Fla. elections supervisors recall Election Day snafus
Four elections supervisors who experienced delays on Election Day told a state Senate panel Monday that what went wrong was out of their control.
They said a lack of working printers, data cards that failed, and contractors who made promises they couldn't keep prevented November's election from going smoothly.
Still the senators were told by Mike Ertel, Seminole County Supervisor of Elections, "We had a good elections day statewide in Florida. We have to remember this."
Supervisors want to chuck the paper registries at precincts and use computers to check voters in.
"Part of our delay and unofficial results was the time it takes to post voter history from paper Election Day registers, a paper system that should be replaced by electronic poll books," Duval County Supervisor of Elections Jerry Holland said.
Flexibility was the watchword of the day.
All but one of Florida's elections supervisors are elected, and what they told the Senate panel was to give them the discretion to do what's best for voters in their respective counties.

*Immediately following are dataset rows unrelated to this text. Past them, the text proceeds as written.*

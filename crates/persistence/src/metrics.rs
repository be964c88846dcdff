//! Database metrics collection.

use metrics::{counter, gauge, histogram};
use sqlx::PgPool;
use std::time::Instant;

/// Records how long a named query took.
pub fn record_query_duration(query_name: &'static str, duration_secs: f64) {
    histogram!("database_query_duration_seconds", "query" => query_name).record(duration_secs);
}

/// Connection pool occupancy at one instant.
#[derive(Debug, Clone, Copy, PartialEq, Eq)]
pub struct PoolSnapshot {
    pub size: usize,
    pub idle: usize,
    pub active: usize,
    pub max: usize,
}

/// Publishes the pool's occupancy as gauges and returns it.
pub fn record_pool_metrics(pool: &PgPool) -> PoolSnapshot {
    let size = pool.size() as usize;
    let idle = pool.num_idle();
    let snapshot = PoolSnapshot {
        size,
        idle,
        active: size.saturating_sub(idle),
        max: pool.options().get_max_connections() as usize,
    };

    gauge!("database_connections_active").set(snapshot.active as f64);
    gauge!("database_connections_idle").set(snapshot.idle as f64);
    gauge!("database_connections_total").set(snapshot.size as f64);
    gauge!("database_connections_max").set(snapshot.max as f64);
    snapshot
}

/// Times one repository call.
///
/// ```ignore
/// let timer = QueryTimer::new("find_backup_by_id");
/// let result = sqlx::query_as::<_, BackupEntity>(...).fetch_optional(&pool).await;
/// timer.record();
/// ```
pub struct QueryTimer {
    query_name: &'static str,
    start: Instant,
}

impl QueryTimer {
    pub fn new(query_name: &'static str) -> Self {
        Self {
            query_name,
            start: Instant::now(),
        }
    }

    pub fn record(self) {
        record_query_duration(self.query_name, self.start.elapsed().as_secs_f64());
    }

    /// Records the duration and counts the call as failed when `result` is an error.
    pub fn record_result<T, E>(self, result: &Result<T, E>) {
        if result.is_err() {
            counter!("database_query_errors_total", "query" => self.query_name).increment(1);
        }
        self.record();
    }
}
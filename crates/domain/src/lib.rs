//! Domain layer for the delivery platform control plane.
//!
//! This crate contains:
//! - Domain models (FeatureFlag, LoginAttempt, DataDeletionRequest, BackupRecord)
//! - Store traits implemented by the persistence crate
//! - Business logic services
//! - Domain error types

pub mod error;
pub mod models;
pub mod services;

pub use error::{DomainError, DomainResult};
//! Fails interrupted backup jobs and removes backups past their retention date.

use std::sync::Arc;

use domain::services::BackupOrchestrator;

use super::scheduler::{Job, JobFrequency};

const CLEANUP_BATCH: i64 = 100;

pub struct BackupCleanupJob {
    orchestrator: Arc<BackupOrchestrator>,
}

impl BackupCleanupJob {
    pub fn new(orchestrator: Arc<BackupOrchestrator>) -> Self {
        Self { orchestrator }
    }
}

#[async_trait::async_trait]
impl Job for BackupCleanupJob {
    fn name(&self) -> &'static str {
        "backup_cleanup"
    }

    fn frequency(&self) -> JobFrequency {
        JobFrequency::Hourly
    }

    async fn execute(&self) -> Result<(), String> {
        self.orchestrator
            .fail_stale(CLEANUP_BATCH)
            .await
            .map_err(|e| format!("Failed to reconcile interrupted backups: {}", e))?;

        self.orchestrator
            .cleanup_expired(CLEANUP_BATCH)
            .await
            .map(|_| ())
            .map_err(|e| format!("Failed to clean up expired backups: {}", e))
    }
}
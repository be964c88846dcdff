//! Backup record repository.

use chrono::{DateTime, Utc};
use domain::models::backup::{BackupCompletion, ListBackupsQuery, NewBackupRecord};
use domain::models::BackupRecord;
use domain::services::BackupStore;
use domain::DomainResult;
use shared::pagination::PageRequest;
use sqlx::PgPool;

use crate::entities::{BackupEntity, BackupStatusDb, BackupTypeDb};
use crate::metrics::QueryTimer;

/// Repository for the backups table.
#[derive(Clone)]
pub struct BackupRepository {
    pool: PgPool,
}

impl BackupRepository {
    pub fn new(pool: PgPool) -> Self {
        Self { pool }
    }
}

#[async_trait::async_trait]
impl BackupStore for BackupRepository {
    async fn insert(&self, record: NewBackupRecord) -> DomainResult<BackupRecord> {
        let timer = QueryTimer::new("insert_backup");
        let result = sqlx::query_as::<_, BackupEntity>(
            r#"
            INSERT INTO backups (
                backup_id, backup_type, collections, description, created_by,
                expires_at, created_at, updated_at
            )
            VALUES ($1, $2, $3, $4, $5, $6, $7, $7)
            RETURNING *
            "#,
        )
        .bind(&record.backup_id)
        .bind(BackupTypeDb::from(record.backup_type))
        .bind(&record.collections)
        .bind(&record.description)
        .bind(&record.created_by)
        .bind(record.expires_at)
        .bind(record.created_at)
        .fetch_one(&self.pool)
        .await;
        timer.record_result(&result);

        Ok(result?.into())
    }

    async fn find_by_backup_id(&self, backup_id: &str) -> DomainResult<Option<BackupRecord>> {
        let timer = QueryTimer::new("find_backup_by_id");
        let result = sqlx::query_as::<_, BackupEntity>("SELECT * FROM backups WHERE backup_id = $1")
            .bind(backup_id)
            .fetch_optional(&self.pool)
            .await;
        timer.record_result(&result);

        Ok(result?.map(Into::into))
    }

    async fn list(
        &self,
        query: &ListBackupsQuery,
        page: PageRequest,
    ) -> DomainResult<(Vec<BackupRecord>, i64)> {
        let status = query.status.map(BackupStatusDb::from);

        let total = sqlx::query_scalar::<_, i64>(
            "SELECT COUNT(*) FROM backups WHERE ($1::backup_status IS NULL OR status = $1)",
        )
        .bind(status)
        .fetch_one(&self.pool)
        .await?;

        let timer = QueryTimer::new("list_backups");
        let result = sqlx::query_as::<_, BackupEntity>(
            r#"
            SELECT * FROM backups
            WHERE ($1::backup_status IS NULL OR status = $1)
            ORDER BY created_at DESC
            LIMIT $2 OFFSET $3
            "#,
        )
        .bind(status)
        .bind(page.limit())
        .bind(page.offset())
        .fetch_all(&self.pool)
        .await;
        timer.record_result(&result);

        Ok((result?.into_iter().map(Into::into).collect(), total))
    }

    async fn mark_started(
        &self,
        backup_id: &str,
        started_at: DateTime<Utc>,
    ) -> DomainResult<Option<BackupRecord>> {
        let timer = QueryTimer::new("mark_backup_started");
        let result = sqlx::query_as::<_, BackupEntity>(
            r#"
            UPDATE backups
            SET status = 'in-progress', started_at = $2, updated_at = $2
            WHERE backup_id = $1 AND status = 'pending'
            RETURNING *
            "#,
        )
        .bind(backup_id)
        .bind(started_at)
        .fetch_optional(&self.pool)
        .await;
        timer.record_result(&result);

        Ok(result?.map(Into::into))
    }

    async fn mark_completed(
        &self,
        backup_id: &str,
        completion: BackupCompletion,
    ) -> DomainResult<Option<BackupRecord>> {
        let timer = QueryTimer::new("mark_backup_completed");
        let result = sqlx::query_as::<_, BackupEntity>(
            r#"
            UPDATE backups
            SET status = 'completed',
                size = $2,
                path = $3,
                checksum = $4,
                completed_at = $5,
                duration_ms = $6,
                updated_at = $5
            WHERE backup_id = $1 AND status = 'in-progress'
            RETURNING *
            "#,
        )
        .bind(backup_id)
        .bind(completion.size)
        .bind(&completion.path)
        .bind(&completion.checksum)
        .bind(completion.completed_at)
        .bind(completion.duration_ms)
        .fetch_optional(&self.pool)
        .await;
        timer.record_result(&result);

        Ok(result?.map(Into::into))
    }

    async fn mark_failed(
        &self,
        backup_id: &str,
        error_message: &str,
        completed_at: DateTime<Utc>,
        duration_ms: Option<i64>,
    ) -> DomainResult<Option<BackupRecord>> {
        let timer = QueryTimer::new("mark_backup_failed");
        let result = sqlx::query_as::<_, BackupEntity>(
            r#"
            UPDATE backups
            SET status = 'failed',
                error_message = $2,
                completed_at = $3,
                duration_ms = $4,
                updated_at = $3
            WHERE backup_id = $1 AND status IN ('pending', 'in-progress')
            RETURNING *
            "#,
        )
        .bind(backup_id)
        .bind(error_message)
        .bind(completed_at)
        .bind(duration_ms)
        .fetch_optional(&self.pool)
        .await;
        timer.record_result(&result);

        Ok(result?.map(Into::into))
    }

    async fn mark_restored(
        &self,
        backup_id: &str,
        restored_by: Option<&str>,
        restored_at: DateTime<Utc>,
    ) -> DomainResult<Option<BackupRecord>> {
        let timer = QueryTimer::new("mark_backup_restored");
        let result = sqlx::query_as::<_, BackupEntity>(
            r#"
            UPDATE backups
            SET is_restored = TRUE, restored_by = $2, restored_at = $3, updated_at = $3
            WHERE backup_id = $1 AND status = 'completed'
            RETURNING *
            "#,
        )
        .bind(backup_id)
        .bind(restored_by)
        .bind(restored_at)
        .fetch_optional(&self.pool)
        .await;
        timer.record_result(&result);

        Ok(result?.map(Into::into))
    }

    async fn delete(&self, backup_id: &str) -> DomainResult<bool> {
        let timer = QueryTimer::new("delete_backup");
        let result = sqlx::query("DELETE FROM backups WHERE backup_id = $1")
            .bind(backup_id)
            .execute(&self.pool)
            .await;
        timer.record_result(&result);

        Ok(result?.rows_affected() > 0)
    }

    async fn find_expired(&self, now: DateTime<Utc>, limit: i64) -> DomainResult<Vec<BackupRecord>> {
        let timer = QueryTimer::new("find_expired_backups");
        let result = sqlx::query_as::<_, BackupEntity>(
            r#"
            SELECT * FROM backups
            WHERE status IN ('completed', 'failed') AND expires_at < $1
            ORDER BY expires_at ASC
            LIMIT $2
            "#,
        )
        .bind(now)
        .bind(limit)
        .fetch_all(&self.pool)
        .await;
        timer.record_result(&result);

        Ok(result?.into_iter().map(Into::into).collect())
    }
    async fn find_stale(
        &self,
        cutoff: DateTime<Utc>,
        limit: i64,
    ) -> DomainResult<Vec<BackupRecord>> {
        let timer = QueryTimer::new("find_stale_backups");
        let result = sqlx::query_as::<_, BackupEntity>(
            r#"
            SELECT * FROM backups
            WHERE status IN ('pending', 'in-progress') AND updated_at < $1
            ORDER BY updated_at ASC
            LIMIT $2
            "#,
        )
        .bind(cutoff)
        .bind(limit)
        .fetch_all(&self.pool)
        .await;
        timer.record_result(&result);

        Ok(result?.into_iter().map(Into::into).collect())
    }
}
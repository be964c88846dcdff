//! Connection pool gauges and saturation warnings.

use persistence::metrics::PoolSnapshot;
use sqlx::PgPool;
use tracing::warn;

use super::scheduler::{Job, JobFrequency};

const SAMPLE_INTERVAL_SECS: u64 = 10;

/// Samples the pool every few seconds.
pub struct PoolMetricsJob {
    pool: PgPool,
}

impl PoolMetricsJob {
    pub fn new(pool: PgPool) -> Self {
        Self { pool }
    }
}

/// Every connection the pool may open is checked out.
fn is_saturated(snapshot: &PoolSnapshot) -> bool {
    snapshot.max > 0 && snapshot.active >= snapshot.max
}

#[async_trait::async_trait]
impl Job for PoolMetricsJob {
    fn name(&self) -> &'static str {
        "pool_metrics"
    }

    fn frequency(&self) -> JobFrequency {
        JobFrequency::Seconds(SAMPLE_INTERVAL_SECS)
    }

    async fn execute(&self) -> Result<(), String> {
        let snapshot = persistence::metrics::record_pool_metrics(&self.pool);
        if is_saturated(&snapshot) {
            warn!(
                active = snapshot.active,
                max = snapshot.max,
                "Database connection pool saturated"
            );
        }
        Ok(())
    }
}
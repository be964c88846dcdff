//! Cryptographic utilities for backup checksums and signed download links.

use hmac::{Hmac, Mac};
use sha2::{Digest, Sha256};
use std::fs::File;
use std::io::{self, Read};
use std::path::Path;

type HmacSha256 = Hmac<Sha256>;

/// Computes SHA-256 hash of the input and returns it as a hex string.
pub fn sha256_hex(input: &str) -> String {
    let mut hasher = Sha256::new();
    hasher.update(input.as_bytes());
    hex::encode(hasher.finalize())
}

/// Computes the SHA-256 checksum of a file, streaming it in 64 KiB chunks.
pub fn sha256_file(path: &Path) -> io::Result<String> {
    let mut file = File::open(path)?;
    let mut hasher = Sha256::new();
    let mut buffer = vec![0u8; 64 * 1024];

    loop {
        let read = file.read(&mut buffer)?;
        if read == 0 {
            break;
        }
        hasher.update(&buffer[..read]);
    }

    Ok(hex::encode(hasher.finalize()))
}

/// Signs a backup download handle.
///
/// The signed message is `"{backup_id}|{expires_at_unix}"`.
pub fn sign_download(secret: &str, backup_id: &str, expires_at_unix: i64) -> String {
    let mut mac =
        HmacSha256::new_from_slice(secret.as_bytes()).expect("HMAC can take key of any size");
    mac.update(download_message(backup_id, expires_at_unix).as_bytes());
    hex::encode(mac.finalize().into_bytes())
}

/// Verifies a download signature in constant time.
pub fn verify_download(
    secret: &str,
    backup_id: &str,
    expires_at_unix: i64,
    signature_hex: &str,
) -> bool {
    let Ok(signature) = hex::decode(signature_hex) else {
        return false;
    };
    let Ok(mut mac) = HmacSha256::new_from_slice(secret.as_bytes()) else {
        return false;
    };
    mac.update(download_message(backup_id, expires_at_unix).as_bytes());
    mac.verify_slice(&signature).is_ok()
}

fn download_message(backup_id: &str, expires_at_unix: i64) -> String {
    format!("{}|{}", backup_id, expires_at_unix)
}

The supervisors want a minimum of eight days of early voting, but no more than 14. They want to decide what days and what hours.
On Election Day, Gov. Rick Scott waited 45 minutes to vote. He now supports the supervisors' requests.
"We need to allow for bigger polling stations, and finally, we got to look at the number of early voting days," he said.
Supervisors also put blame on the longest ballot in state history for delays in counting ballots. But they avoided criticizing lawmakers who put 11 amendments before voters.
Miami-Dade County experienced the biggest problems with long lines. At 10 p.m. on Election Day, one in 10 precincts were still casting ballots.